> EXERCISE BRIEF
Whenever a line in the material below contains "ORDER", copy that line.

> DATA SUPPLIED

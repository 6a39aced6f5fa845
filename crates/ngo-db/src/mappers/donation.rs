//! Donation entity <-> model mapper

use ngo_core::{Amount, Donation, DomainError, IdentifierKind, PaymentMethod};

use super::{corrupt_row, parse_column, parse_identifier};
use crate::models::DonationModel;

impl TryFrom<DonationModel> for Donation {
    type Error = DomainError;

    fn try_from(model: DonationModel) -> Result<Self, Self::Error> {
        Ok(Donation {
            id: model.id,
            donor_email: model.donor_email,
            event_id: parse_identifier(IdentifierKind::Event, &model.event_id)?,
            amount: Amount::from_cents(model.amount_cents)
                .map_err(|e| corrupt_row("amount_cents", e))?,
            payment_method: parse_column::<PaymentMethod>("payment_method", &model.payment_method)?,
            payment_reference: model.payment_reference,
            donated_at: model.donated_at,
        })
    }
}
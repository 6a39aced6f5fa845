//! PostgreSQL implementation of DonationRepository

use async_trait::async_trait;
use sqlx::PgPool;
use tracing::instrument;

use ngo_core::{
    Donation, DonationRepository, DonationTally, DomainError, NewDonation, RepoResult,
};

use crate::models::{DonationModel, DonationTallyModel};

use super::error::{map_db_error, map_foreign_key_violation};

const DONATION_COLUMNS: &str =
    "id, donor_email, event_id, amount_cents, payment_method, payment_reference, donated_at";

/// PostgreSQL implementation of DonationRepository
#[derive(Clone)]
pub struct PgDonationRepository {
    pool: PgPool,
}

impl PgDonationRepository {
    /// Create a new PgDonationRepository
    pub fn new(pool: PgPool) -> Self {
        Self { pool }
    }
}

#[async_trait]
impl DonationRepository for PgDonationRepository {
    #[instrument(skip(self, donation), fields(event_id = %donation.event_id))]
    async fn create(&self, donation: &NewDonation) -> RepoResult<Donation> {
        let model = sqlx::query_as::<_, DonationModel>(&format!(
            r#"
            INSERT INTO donations (donor_email, event_id, amount_cents, payment_method,
                                   payment_reference, donated_at)
            VALUES ($1, $2, $3, $4, $5, $6)
            RETURNING {DONATION_COLUMNS}
            "#
        ))
        .bind(&donation.donor_email)
        .bind(donation.event_id.to_string())
        .bind(donation.amount.cents())
        .bind(donation.payment_method.as_str())
        .bind(donation.payment_reference.as_deref())
        .bind(donation.donated_at)
        .fetch_one(&self.pool)
        .await
        .map_err(|e| {
            map_foreign_key_violation(e, || DomainError::EventNotFound(donation.event_id.clone()))
        })?;

        Donation::try_from(model)
    }

    #[instrument(skip(self))]
    async fn list_by_donor(&self, email: &str) -> RepoResult<Vec<Donation>> {
        let results = sqlx::query_as::<_, DonationModel>(&format!(
            r#"
            SELECT {DONATION_COLUMNS}
            FROM donations
            WHERE donor_email = $1
            ORDER BY donated_at DESC, id DESC
            "#
        ))
        .bind(email)
        .fetch_all(&self.pool)
        .await
        .map_err(map_db_error)?;

        results.into_iter().map(Donation::try_from).collect()
    }

    #[instrument(skip(self))]
    async fn list_all(&self) -> RepoResult<Vec<Donation>> {
        let results = sqlx::query_as::<_, DonationModel>(&format!(
            "SELECT {DONATION_COLUMNS} FROM donations ORDER BY donated_at DESC, id DESC"
        ))
        .fetch_all(&self.pool)
        .await
        .map_err(map_db_error)?;

        results.into_iter().map(Donation::try_from).collect()
    }

    #[instrument(skip(self))]
    async fn tallies(&self) -> RepoResult<Vec<DonationTally>> {
        let results = sqlx::query_as::<_, DonationTallyModel>(
            r#"
            SELECT donor_email AS email,
                   LEAST(SUM(amount_cents), 9223372036854775807)::BIGINT AS total_cents,
                   COUNT(*)::BIGINT AS donation_count,
                   MAX(donated_at) AS last_donation
            FROM donations
            GROUP BY donor_email
            "#,
        )
        .fetch_all(&self.pool)
        .await
        .map_err(map_db_error)?;

        Ok(results.into_iter().map(DonationTally::from).collect())
    }
}
//! Posting database model

use chrono::{DateTime, Utc};
use sqlx::FromRow;

/// Database model for postings table
#[derive(Debug, Clone, FromRow)]
pub struct PostingModel {
    pub id: String,
    pub title: String,
    pub photo_url: String,
    pub created_by: Option<String>,
    pub created_at: DateTime<Utc>,
}
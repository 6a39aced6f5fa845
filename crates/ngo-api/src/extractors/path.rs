//! Path parameter extractors

use axum::{
    async_trait,
    extract::{FromRequestParts, Path},
    http::request::Parts,
};
use ngo_service::ServiceError;

use crate::response::ApiError;

/// Numeric participation id from `/participations/:participation_id/...`
///
/// A malformed id names no participation, so it is reported as not found.
#[derive(Debug, Clone, Copy)]
pub struct ParticipationIdPath(pub i64);

#[async_trait]
impl<S> FromRequestParts<S> for ParticipationIdPath
where
    S: Send + Sync,
{
    type Rejection = ApiError;

    async fn from_request_parts(parts: &mut Parts, state: &S) -> Result<Self, Self::Rejection> {
        let Path(raw) = Path::<String>::from_request_parts(parts, state)
            .await
            .map_err(|e| ApiError::invalid_query(e.to_string()))?;

        raw.parse::<i64>()
            .map(ParticipationIdPath)
            .map_err(|_| ApiError::Service(ServiceError::not_found("Participation", raw)))
    }
}
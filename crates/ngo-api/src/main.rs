//! NGO volunteer API server entry point
//!
//! Run with:
//! ```bash
//! cargo run -p ngo-api
//! ```
//!
//! Configuration is loaded from environment variables and an optional `.env` file.

use anyhow::Context;
use ngo_common::{try_init_tracing, AppConfig, TracingConfig};
use tracing::{error, info};

#[tokio::main]
async fn main() -> anyhow::Result<()> {
    let config = AppConfig::from_env().context("failed to load configuration")?;

    if let Err(e) = try_init_tracing(&TracingConfig::for_environment(config.app.env)) {
        eprintln!("Warning: Failed to initialize tracing: {e}");
    }

    info!(
        app = %config.app.name,
        env = ?config.app.env,
        backend = ?config.database.backend,
        port = config.api.port,
        "Configuration loaded"
    );

    if let Err(e) = ngo_api::run(config).await {
        error!(error = %e, "Server failed");
        return Err(e.into());
    }
    Ok(())
}
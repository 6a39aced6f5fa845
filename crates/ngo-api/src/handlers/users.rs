//! User handlers
//!
//! Endpoints for the caller's account and profile, their volunteer history,
//! and the admin user list.

use axum::{
    extract::{Path, State},
    Json,
};
use ngo_service::dto::{HistoryResponse, UpdateProfileRequest, UserResponse};
use ngo_service::{AuthService, HistoryService, UserService};

use crate::extractors::{AuthUser, JsonBody, PhotoBody};
use crate::response::ApiResult;
use crate::state::AppState;

/// Get current user
///
/// GET /users/@me
pub async fn get_current_user(
    State(state): State<AppState>,
    auth: AuthUser,
) -> ApiResult<Json<UserResponse>> {
    let service = AuthService::new(state.service_context());
    let response = service.current_user(&auth.actor).await?;
    Ok(Json(response))
}

/// Change the caller's display name
///
/// PATCH /users/@me
pub async fn update_current_user(
    State(state): State<AppState>,
    auth: AuthUser,
    JsonBody(request): JsonBody<UpdateProfileRequest>,
) -> ApiResult<Json<UserResponse>> {
    let service = UserService::new(state.service_context());
    let response = service.update_profile(&auth.actor, request, None).await?;
    Ok(Json(response))
}

/// Upload or replace the caller's profile photo (members only)
///
/// PUT /users/@me/photo
pub async fn upload_profile_photo(
    State(state): State<AppState>,
    auth: AuthUser,
    PhotoBody(upload): PhotoBody,
) -> ApiResult<Json<UserResponse>> {
    let service = UserService::new(state.service_context());
    let response = service
        .update_profile(&auth.actor, UpdateProfileRequest::default(), Some(upload))
        .await?;
    Ok(Json(response))
}

/// Volunteer activities and donations of the caller
///
/// GET /users/@me/activities
pub async fn get_my_activities(
    State(state): State<AppState>,
    auth: AuthUser,
) -> ApiResult<Json<HistoryResponse>> {
    let service = HistoryService::new(state.service_context());
    let response = service.my_activities(&auth.actor.email).await?;
    Ok(Json(response))
}

/// List every account (admin only)
///
/// GET /users
pub async fn list_users(
    State(state): State<AppState>,
    auth: AuthUser,
) -> ApiResult<Json<Vec<UserResponse>>> {
    let service = UserService::new(state.service_context());
    let response = service.list_users(&auth.actor).await?;
    Ok(Json(response))
}

/// Get an account by email; members may only fetch their own
///
/// GET /users/{email}
pub async fn get_user(
    State(state): State<AppState>,
    auth: AuthUser,
    Path(email): Path<String>,
) -> ApiResult<Json<UserResponse>> {
    let service = UserService::new(state.service_context());
    let response = service.get_user(&auth.actor, &email).await?;
    Ok(Json(response))
}
//! Domain error types

mod domain_error;

pub use domain_error::DomainError;
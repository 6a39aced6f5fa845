//! Authentication service
//!
//! Handles account registration, login, and bootstrapping the first admin.

use ngo_common::{hash_password, verify_password, AccessToken, AppError};
use ngo_core::{normalize_email, Actor, DomainError, User, UserProfile};
use tracing::{info, instrument, warn};
use validator::{Validate, ValidationError, ValidationErrors};

use crate::dto::{AccountType, AuthResponse, LoginRequest, RegisterRequest, UserResponse};

use super::context::ServiceContext;
use super::error::{ServiceError, ServiceResult};

/// Authentication service
pub struct AuthService<'a> {
    ctx: &'a ServiceContext,
}

impl<'a> AuthService<'a> {
    /// Create a new AuthService
    pub fn new(ctx: &'a ServiceContext) -> Self {
        Self { ctx }
    }

    /// Register a member or organiser account
    #[instrument(
        skip(self, request),
        fields(email = %request.email, account_type = ?request.account_type)
    )]
    pub async fn register(&self, request: RegisterRequest) -> ServiceResult<AuthResponse> {
        request.validate()?;
        let profile = profile_for(&request)?;

        let email = normalize_email(&request.email);
        if self.ctx.user_repo().email_exists(&email).await? {
            return Err(DomainError::EmailAlreadyExists.into());
        }

        let password_hash = hash_password(&request.password)?;
        let user = User::new(email, request.name.trim().to_string(), profile);
        self.ctx.user_repo().create(&user, &password_hash).await?;

        info!(email = %user.email, role = %user.role(), "Account registered");

        let token = self.ctx.jwt_service().issue(&user.email, user.role())?;
        Ok(auth_response(token, &user))
    }

    /// Login with e-mail and password
    #[instrument(skip(self, request), fields(email = %request.email))]
    pub async fn login(&self, request: LoginRequest) -> ServiceResult<AuthResponse> {
        request.validate()?;
        let email = normalize_email(&request.email);

        let user = self
            .ctx
            .user_repo()
            .find_by_email(&email)
            .await?
            .ok_or_else(|| {
                warn!("Login failed: unknown account");
                ServiceError::App(AppError::InvalidCredentials)
            })?;

        let password_hash = self
            .ctx
            .user_repo()
            .get_password_hash(&email)
            .await?
            .ok_or_else(|| {
                warn!("Login failed: no password hash");
                ServiceError::App(AppError::InvalidCredentials)
            })?;

        if !verify_password(&request.password, &password_hash)? {
            warn!("Login failed: invalid password");
            return Err(ServiceError::App(AppError::InvalidCredentials));
        }

        info!(role = %user.role(), "User logged in");

        let token = self.ctx.jwt_service().issue(&user.email, user.role())?;
        Ok(auth_response(token, &user))
    }

    /// Account of the authenticated caller
    #[instrument(skip(self), fields(email = %actor.email))]
    pub async fn current_user(&self, actor: &Actor) -> ServiceResult<UserResponse> {
        let user = self
            .ctx
            .user_repo()
            .find_by_email(&actor.email)
            .await?
            .ok_or_else(|| DomainError::UserNotFound(actor.email.clone()))?;
        Ok(UserResponse::from(&user))
    }

    /// Create the admin account if it does not exist yet.
    ///
    /// Returns `true` when an account was created.
    #[instrument(skip(self, password))]
    pub async fn ensure_admin(
        &self,
        email: &str,
        name: &str,
        password: &str,
    ) -> ServiceResult<bool> {
        let email = normalize_email(email);
        if self.ctx.user_repo().email_exists(&email).await? {
            return Ok(false);
        }

        let password_hash = hash_password(password)?;
        let admin = User::new(email, name.to_string(), UserProfile::Admin);
        self.ctx.user_repo().create(&admin, &password_hash).await?;

        info!(email = %admin.email, "Admin account bootstrapped");
        Ok(true)
    }
}

/// Build the profile for the requested account type.
///
/// Organisers must supply every organisation field; each missing one is
/// reported under its own name.
fn profile_for(request: &RegisterRequest) -> Result<UserProfile, ValidationErrors> {
    match request.account_type {
        AccountType::Member => Ok(UserProfile::Member { photo_url: None }),
        AccountType::Organiser => {
            let mut errors = ValidationErrors::new();
            let mut required = |field: &'static str, value: &Option<String>| -> String {
                match value.as_deref().map(str::trim) {
                    Some(v) if !v.is_empty() => v.to_string(),
                    _ => {
                        errors.add(
                            field,
                            ValidationError::new("required")
                                .with_message("Required for organiser accounts.".into()),
                        );
                        String::new()
                    }
                }
            };

            let org_name = required("org_name", &request.org_name);
            let org_address = required("org_address", &request.org_address);
            let org_phone = required("org_phone", &request.org_phone);

            if errors.is_empty() {
                Ok(UserProfile::Organiser {
                    org_name,
                    org_address,
                    org_phone,
                })
            } else {
                Err(errors)
            }
        }
    }
}

fn auth_response(token: AccessToken, user: &User) -> AuthResponse {
    AuthResponse {
        access_token: token.access_token,
        token_type: token.token_type,
        expires_in: token.expires_in,
        user: UserResponse::from(user),
    }
}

> OUTPUT
            ORDER BY donated_at DESC, id DESC
            "SELECT {DONATION_COLUMNS} FROM donations ORDER BY donated_at DESC, id DESC"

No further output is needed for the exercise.